• **Assignment**
Given the records below, would you repeat exactly the lines that begin at the one containing "self.info_count + self.warning_count" and end at the one containing "assert!(ValidationSeverity::Error.is_blocking(false));", inclusive?

Stored items:

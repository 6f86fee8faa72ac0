//! # Solar Marketplace Validation
//!
//! Validation orchestration engine for solar marketplace records:
//! equipment specifications, system configurations, financial records and
//! sensor readings.
//!
//! ## Overview
//!
//! A [`ValidationRequest`](validation_core::ValidationRequest) names the
//! schemas, custom rules and cross-validation rules to apply to a payload.
//! The [`Orchestrator`] runs them as three sequential stages and merges the
//! outcome into a [`ValidationResult`](validation_core::ValidationResult):
//!
//! - **Schema stage**: structural and field-level checks against named
//!   schemas from a [`SchemaRegistry`]
//! - **Custom-rule stage**: business rules from a [`RuleRegistry`] or
//!   inline in the request, ordered by their dependencies
//! - **Cross-validation stage**: named checks spanning several fields
//!
//! Successful results are cached, every request is bounded by a time
//! budget, and internal failures come back as diagnostics rather than
//! errors.
//!
//! ## Quick Start
//!
//! ```rust
//! use std::sync::Arc;
//! use serde_json::json;
//! use validation_service::prelude::*;
//!
//! # async fn example() -> Result<()> {
//! let rules = RuleRegistry::from_specs([
//!     RuleSpec::new("cost-positive", Some("total_cost"), PredicateSpec::PositiveNumber),
//! ])?;
//! let schemas = SchemaRegistry::new();
//! let engine = Orchestrator::new(Arc::new(rules), Arc::new(schemas), EngineConfig::default());
//!
//! let request = ValidationRequest::new(
//!     ValidationContext::new(ContextType::UserInput),
//!     RecordCategory::FinancialRecord,
//!     json!({ "total_cost": -5 }),
//! )
//! .with_registered_rule("cost-positive");
//!
//! let result = engine.validate(request).await;
//! assert!(!result.overall_valid);
//! assert_eq!(result.results.custom.suggested_fixes["total_cost"], json!(5));
//! # Ok(())
//! # }
//! ```

#![forbid(unsafe_code)]
#![warn(clippy::all, clippy::pedantic)]
#![allow(clippy::module_name_repetitions)]

/// Result cache
pub mod cache;

/// Command-line interface
pub mod cli;

/// Configuration loading
pub mod config;

/// Cross-validation rules
pub mod cross_validation;

/// Field path navigation
pub mod json_path;

/// Process-wide metrics
pub mod metrics;

/// Request orchestration
pub mod orchestrator;

/// Prelude for convenient imports
pub mod prelude;

/// Custom rule engine
pub mod rule_engine;

/// Schema registry and validation
pub mod schema;

/// Logging setup
pub mod telemetry;

pub use cache::{CacheStats, ValidationCache};
pub use cross_validation::CrossValidationEngine;
pub use metrics::{MetricsCollector, MetricsSnapshot};
pub use orchestrator::Orchestrator;
pub use rule_engine::{
    BuiltinPredicate, DependencyResolver, FnPredicate, RuleExecutor, RuleOutcome, RulePredicate,
    RuleRegistry, ValidationRule,
};
pub use schema::{FieldConstraint, FieldType, SchemaDefinition, SchemaRegistry, SchemaValidator};
//! Severity levels, rule categories and issue types
//!
//! These are the vocabulary shared by every validation stage: a schema
//! violation, a failed business rule and a cross-record inconsistency are
//! all reported with a [`ValidationSeverity`] and a machine-readable code.

use serde::{Deserialize, Serialize};
use std::fmt;

/// Severity level for validation findings
#[derive(Debug, Clone, Copy, PartialEq, Eq, PartialOrd, Ord, Hash, Serialize, Deserialize)]
#[serde(rename_all = "snake_case")]
pub enum ValidationSeverity {
    /// Informational message
    Info,
    /// Warning that doesn't prevent processing
    Warning,
    /// Error that prevents successful processing
    Error,
    /// Critical error that indicates severe problems
    Critical,
}

impl ValidationSeverity {
    /// Whether a failure at this severity invalidates the record
    ///
    /// In strict mode warnings block as well.
    #[must_use]
    pub fn is_blocking(self, strict: bool) -> bool {
        match self {
            Self::Critical | Self::Error => true,
            Self::Warning => strict,
            Self::Info => false,
        }
    }
}

impl fmt::Display for ValidationSeverity {
    fn fmt(&self, f: &mut fmt::Formatter<'_>) -> fmt::Result {
        match self {
            Self::Info => write!(f, "INFO"),
            Self::Warning => write!(f, "WARNING"),
            Self::Error => write!(f, "ERROR"),
            Self::Critical => write!(f, "CRITICAL"),
        }
    }
}

/// Category of a validation rule
#[derive(Debug, Clone, Copy, PartialEq, Eq, Hash, Serialize, Deserialize)]
#[serde(rename_all = "snake_case")]
pub enum RuleCategory {
    /// Value has the expected type
    Type,
    /// Value has the expected textual format
    Format,
    /// Domain business rule
    Business,
    /// Referential or structural integrity
    Integrity,
    /// Performance characteristic of the described system
    Performance,
    /// Security-relevant constraint
    Security,
}

impl fmt::Display for RuleCategory {
    fn fmt(&self, f: &mut fmt::Formatter<'_>) -> fmt::Result {
        let name = match self {
            Self::Type => "type",
            Self::Format => "format",
            Self::Business => "business",
            Self::Integrity => "integrity",
            Self::Performance => "performance",
            Self::Security => "security",
        };
        f.write_str(name)
    }
}

/// Machine-readable code for a schema violation
#[derive(Debug, Clone, Copy, PartialEq, Eq, Hash, Serialize, Deserialize)]
#[serde(rename_all = "snake_case")]
pub enum IssueCode {
    /// Required field is absent or null
    Required,
    /// Value has the wrong JSON type
    Type,
    /// Numeric value below the lower bound
    Minimum,
    /// Numeric value above the upper bound
    Maximum,
    /// String or array shorter than allowed
    MinLength,
    /// String or array longer than allowed
    MaxLength,
    /// String does not match the pattern
    Pattern,
    /// Value is not one of the allowed values
    Enum,
    /// Field not declared by a closed schema
    AdditionalProperty,
    /// Referenced schema is not registered
    SchemaNotFound,
}

impl fmt::Display for IssueCode {
    fn fmt(&self, f: &mut fmt::Formatter<'_>) -> fmt::Result {
        let text = match self {
            Self::Required => "required",
            Self::Type => "type",
            Self::Minimum => "minimum",
            Self::Maximum => "maximum",
            Self::MinLength => "min length",
            Self::MaxLength => "max length",
            Self::Pattern => "pattern",
            Self::Enum => "enum",
            Self::AdditionalProperty => "additional property",
            Self::SchemaNotFound => "schema not found",
        };
        f.write_str(text)
    }
}

/// A single structured schema violation
#[derive(Debug, Clone, PartialEq, Serialize, Deserialize)]
pub struct SchemaIssue {
    /// Dot-separated path to the offending field (empty for the whole record)
    pub path: String,
    /// Human-readable message
    pub message: String,
    /// Violation kind
    pub code: IssueCode,
    /// Severity, derived from the violation kind and the request context
    pub severity: ValidationSeverity,
}

impl SchemaIssue {
    /// Create a new schema issue
    pub fn new(
        path: impl Into<String>,
        code: IssueCode,
        severity: ValidationSeverity,
        message: impl Into<String>,
    ) -> Self {
        Self {
            path: path.into(),
            message: message.into(),
            code,
            severity,
        }
    }
}

impl fmt::Display for SchemaIssue {
    fn fmt(&self, f: &mut fmt::Formatter<'_>) -> fmt::Result {
        write!(f, "[{}] {}", self.severity, self.message)?;
        if !self.path.is_empty() {
            write!(f, " at {}", self.path)?;
        }
        write!(f, " [code: {}]", self.code)
    }
}

/// Orchestrator-level finding that belongs to no single stage
///
/// Staleness markers, missing authentication and pipeline failures are
/// reported here.
#[derive(Debug, Clone, PartialEq, Serialize, Deserialize)]
pub struct Diagnostic {
    /// Machine-readable code
    pub code: String,
    /// Human-readable message
    pub message: String,
    /// Severity
    pub severity: ValidationSeverity,
}

impl Diagnostic {
    /// Create a new diagnostic
    pub fn new(
        code: impl Into<String>,
        severity: ValidationSeverity,
        message: impl Into<String>,
    ) -> Self {
        Self {
            code: code.into(),
            message: message.into(),
            severity,
        }
    }

    /// Synthetic critical entry for an orchestrator-internal error
    #[must_use]
    pub fn critical(error: &crate::error::SolarValidationError) -> Self {
        Self::new(error.code(), ValidationSeverity::Critical, error.to_string())
    }
}

/// Counts of findings by severity
#[derive(Debug, Clone, Copy, Default, PartialEq, Eq, Serialize, Deserialize)]
pub struct SeveritySummary {
    /// Number of info findings
    pub info_count: usize,
    /// Number of warning findings
    pub warning_count: usize,
    /// Number of error findings
    pub error_count: usize,
    /// Number of critical findings
    pub critical_count: usize,
}

impl SeveritySummary {
    /// Record one finding
    pub fn add(&mut self, severity: ValidationSeverity) {
        match severity {
            ValidationSeverity::Info => self.info_count += 1,
            ValidationSeverity::Warning => self.warning_count += 1,
            ValidationSeverity::Error => self.error_count += 1,
            ValidationSeverity::Critical => self.critical_count += 1,
        }
    }

    /// Total number of findings
    #[must_use]
    pub fn total(&self) -> usize {
        self.info_count + self.warning_count + self.error_count + self.critical_count
    }
}

#[cfg(test)]
mod tests {
    use super::*;

    #[test]
    fn test_severity_ordering_and_blocking() {
        assert!(ValidationSeverity::Critical > ValidationSeverity::Error);
        assert!(ValidationSeverity::Warning > ValidationSeverity::Info);
        assert!(ValidationSeverity::Error.is_blocking(false));
        assert!(!ValidationSeverity::Warning.is_blocking(false));
        assert!(ValidationSeverity::Warning.is_blocking(true));
        assert!(!ValidationSeverity::Info.is_blocking(true));
    }

    #[test]
    fn test_issue_code_text() {
        assert_eq!(IssueCode::SchemaNotFound.to_string(), "schema not found");
        let json = serde_json::to_string(&IssueCode::SchemaNotFound).unwrap();
        assert_eq!(json, "\"schema_not_found\"");
    }

    #[test]
    fn test_summary_counts() {
        let mut summary = SeveritySummary::default();
        summary.add(ValidationSeverity::Error);
        summary.add(ValidationSeverity::Error);
        summary.add(ValidationSeverity::Info);
        assert_eq!(summary.error_count, 2);
        assert_eq!(summary.total(), 3);
    }
}
//! Engine configuration
//!
//! Every threshold the engine uses is externalized here; the per-request
//! [`RequestConfig`](crate::types::RequestConfig) takes its defaults from
//! the `defaults` section.

use serde::{Deserialize, Serialize};
use std::time::Duration;

use crate::error::{Result, SolarValidationError};

/// Main engine configuration
#[derive(Debug, Clone, Default, PartialEq, Deserialize, Serialize)]
#[serde(default)]
pub struct EngineConfig {
    /// Result cache configuration
    pub cache: CacheConfig,

    /// Context-specific preprocessing
    pub preprocessing: PreprocessingConfig,

    /// Cross-validation thresholds and policy
    pub cross_validation: CrossValidationConfig,

    /// Request defaults
    pub defaults: RequestDefaults,

    /// Recommendation heuristics
    pub recommendations: RecommendationConfig,
}

/// Result cache configuration
#[derive(Debug, Clone, PartialEq, Deserialize, Serialize)]
#[serde(default)]
pub struct CacheConfig {
    /// Whether requests cache by default
    pub enabled: bool,

    /// Maximum cached results; the oldest entry is evicted beyond this
    pub max_entries: usize,
}

/// Preprocessing configuration
#[derive(Debug, Clone, PartialEq, Deserialize, Serialize)]
#[serde(default)]
pub struct PreprocessingConfig {
    /// Monitoring payloads older than this are marked stale
    #[serde(with = "humantime_serde")]
    pub freshness_window: Duration,

    /// Payload field holding the reading timestamp
    pub timestamp_field: String,

    /// Metadata key that must carry a token for `api_request` contexts
    pub auth_metadata_key: String,
}

/// Cross-validation configuration
#[derive(Debug, Clone, PartialEq, Deserialize, Serialize)]
#[serde(default)]
pub struct CrossValidationConfig {
    /// Fail unknown rule names instead of passing them
    pub strict_unknown_rules: bool,

    /// Absolute tolerance when comparing monetary sums
    pub sum_tolerance: f64,

    /// Lowest plausible annual yield in kWh per installed kW
    pub min_specific_yield: f64,

    /// Highest plausible annual yield in kWh per installed kW
    pub max_specific_yield: f64,

    /// Lowest acceptable DC/AC ratio
    pub min_dc_ac_ratio: f64,

    /// Highest acceptable DC/AC ratio
    pub max_dc_ac_ratio: f64,
}

/// Defaults applied to requests that don't override them
#[derive(Debug, Clone, PartialEq, Deserialize, Serialize)]
#[serde(default)]
pub struct RequestDefaults {
    /// Pipeline time budget in milliseconds
    pub timeout_ms: u64,

    /// Blocking custom-rule failures tolerated before the rest are skipped
    pub max_errors: usize,
}

/// Recommendation heuristics
#[derive(Debug, Clone, PartialEq, Deserialize, Serialize)]
#[serde(default)]
pub struct RecommendationConfig {
    /// Validations slower than this suggest enabling caching
    pub slow_validation_ms: u64,

    /// Records with at least this many findings suggest reviewing the source
    pub high_issue_count: usize,
}

impl Default for CacheConfig {
    fn default() -> Self {
        Self {
            enabled: true,
            max_entries: 1000,
        }
    }
}

impl Default for PreprocessingConfig {
    fn default() -> Self {
        Self {
            freshness_window: Duration::from_secs(300),
            timestamp_field: String::from("timestamp"),
            auth_metadata_key: String::from("auth_token"),
        }
    }
}

impl Default for CrossValidationConfig {
    fn default() -> Self {
        Self {
            strict_unknown_rules: false,
            sum_tolerance: 0.01,
            min_specific_yield: 800.0,
            max_specific_yield: 2000.0,
            min_dc_ac_ratio: 0.8,
            max_dc_ac_ratio: 1.5,
        }
    }
}

impl Default for RequestDefaults {
    fn default() -> Self {
        Self {
            timeout_ms: 5000,
            max_errors: 100,
        }
    }
}

impl Default for RecommendationConfig {
    fn default() -> Self {
        Self {
            slow_validation_ms: 1000,
            high_issue_count: 10,
        }
    }
}

impl EngineConfig {
    /// Check the configuration for values the engine cannot work with
    ///
    /// # Errors
    ///
    /// Returns `SolarValidationError::ConfigError` naming the first bad value
    pub fn validate(&self) -> Result<()> {
        if self.cache.max_entries == 0 {
            return Err(SolarValidationError::config(
                "cache.max_entries must be greater than zero",
            ));
        }
        if self.defaults.timeout_ms == 0 {
            return Err(SolarValidationError::config(
                "defaults.timeout_ms must be greater than zero",
            ));
        }
        if self.preprocessing.auth_metadata_key.is_empty() {
            return Err(SolarValidationError::config(
                "preprocessing.auth_metadata_key must not be empty",
            ));
        }

        let cross = &self.cross_validation;
        if cross.sum_tolerance < 0.0 {
            return Err(SolarValidationError::config(
                "cross_validation.sum_tolerance must not be negative",
            ));
        }
        if cross.min_specific_yield > cross.max_specific_yield {
            return Err(SolarValidationError::config(format!(
                "cross_validation yield band is inverted ({} > {})",
                cross.min_specific_yield, cross.max_specific_yield
            )));
        }
        if cross.min_dc_ac_ratio > cross.max_dc_ac_ratio {
            return Err(SolarValidationError::config(format!(
                "cross_validation DC/AC ratio band is inverted ({} > {})",
                cross.min_dc_ac_ratio, cross.max_dc_ac_ratio
            )));
        }

        Ok(())
    }

    /// Development environment configuration
    #[must_use]
    pub fn development() -> Self {
        let mut config = Self::default();
        config.cache.max_entries = 100;
        config.cross_validation.strict_unknown_rules = true;
        config.recommendations.slow_validation_ms = 250;
        config
    }

    /// Testing environment configuration
    #[must_use]
    pub fn testing() -> Self {
        let mut config = Self::default();
        config.cache.max_entries = 10;
        config.defaults.timeout_ms = 1000;
        config
    }

    /// Production environment configuration
    #[must_use]
    pub fn production() -> Self {
        let mut config = Self::default();
        config.cache.max_entries = 10_000;
        config.defaults.timeout_ms = 2000;
        config
    }
}
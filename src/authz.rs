use crate::types::UserId;

/// Authorization decision.
#[derive(Debug, Clone, Copy, PartialEq, Eq)]
pub enum Decision {
    /// The caller may proceed.
    Allow,
    /// The caller is denied.
    Deny,
}

impl Decision {
    /// Returns true for [`Decision::Allow`].
    pub fn is_allowed(self) -> bool {
        matches!(self, Self::Allow)
    }
}

/// Authenticated caller identity, built from verified token claims.
///
/// The administrator flag is carried in the claims and is deliberately not
/// re-fetched from storage when deciding.
#[derive(Debug, Clone, PartialEq, Eq)]
#[cfg_attr(feature = "serde", derive(serde::Serialize, serde::Deserialize))]
pub struct Actor {
    pub user_id: UserId,
    pub is_admin: bool,
}

impl Actor {
    /// Creates an actor from verified claim data.
    pub fn new(user_id: UserId, is_admin: bool) -> Self {
        Self { user_id, is_admin }
    }

    /// Decides whether this caller may mutate a resource owned by `owner`.
    ///
    /// Administrators may act on anything; everyone else only on their own
    /// resources. Pure and side-effect-free.
    pub fn may_modify(&self, owner: &UserId) -> Decision {
        if self.is_admin || self.user_id == *owner {
            Decision::Allow
        } else {
            Decision::Deny
        }
    }

    /// Decides whether this caller holds the administrator role.
    pub fn require_admin(&self) -> Decision {
        if self.is_admin {
            Decision::Allow
        } else {
            Decision::Deny
        }
    }
}
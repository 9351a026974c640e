use crate::error::{Error, Result};
use std::borrow::Borrow;
use std::fmt;
use std::str::FromStr;
use uuid::Uuid;

macro_rules! define_id_type {
    ($(#[$doc:meta])* $name:ident, $kind:expr) => {
        $(#[$doc])*
        #[derive(Clone, Copy, Debug, Eq, PartialEq, Hash, PartialOrd, Ord)]
        #[cfg_attr(feature = "serde", derive(serde::Serialize, serde::Deserialize))]
        #[cfg_attr(feature = "serde", serde(transparent))]
        pub struct $name(Uuid);

        impl $name {
            /// Generates a fresh random identifier.
            pub fn generate() -> Self {
                Self(Uuid::new_v4())
            }

            /// Parses an identifier from its canonical string form.
            pub fn parse(value: &str) -> Result<Self> {
                Uuid::parse_str(value.trim())
                    .map(Self)
                    .map_err(|_| Error::Validation(format!("invalid {}: {value}", $kind)))
            }

            /// Returns the underlying UUID.
            pub fn as_uuid(&self) -> &Uuid {
                &self.0
            }
        }

        impl fmt::Display for $name {
            fn fmt(&self, f: &mut fmt::Formatter<'_>) -> fmt::Result {
                self.0.fmt(f)
            }
        }

        impl From<Uuid> for $name {
            fn from(value: Uuid) -> Self {
                Self(value)
            }
        }

        impl Borrow<Uuid> for $name {
            fn borrow(&self) -> &Uuid {
                &self.0
            }
        }

        impl TryFrom<&str> for $name {
            type Error = Error;

            fn try_from(value: &str) -> Result<Self> {
                Self::parse(value)
            }
        }

        impl FromStr for $name {
            type Err = Error;

            fn from_str(value: &str) -> Result<Self> {
                Self::parse(value)
            }
        }
    };
}

define_id_type!(
    /// User identifier.
    UserId,
    "user id"
);
define_id_type!(
    /// Place identifier.
    PlaceId,
    "place id"
);
define_id_type!(
    /// Amenity identifier.
    AmenityId,
    "amenity id"
);
define_id_type!(
    /// Review identifier.
    ReviewId,
    "review id"
);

• **Result**
        self.info_count + self.warning_count + self.error_count + self.critical_count
    }
}

#[cfg(test)]
mod tests {
    use super::*;

    #[test]
    fn test_severity_ordering_and_blocking() {
        assert!(ValidationSeverity::Critical > ValidationSeverity::Error);
        assert!(ValidationSeverity::Warning > ValidationSeverity::Info);
        assert!(ValidationSeverity::Error.is_blocking(false));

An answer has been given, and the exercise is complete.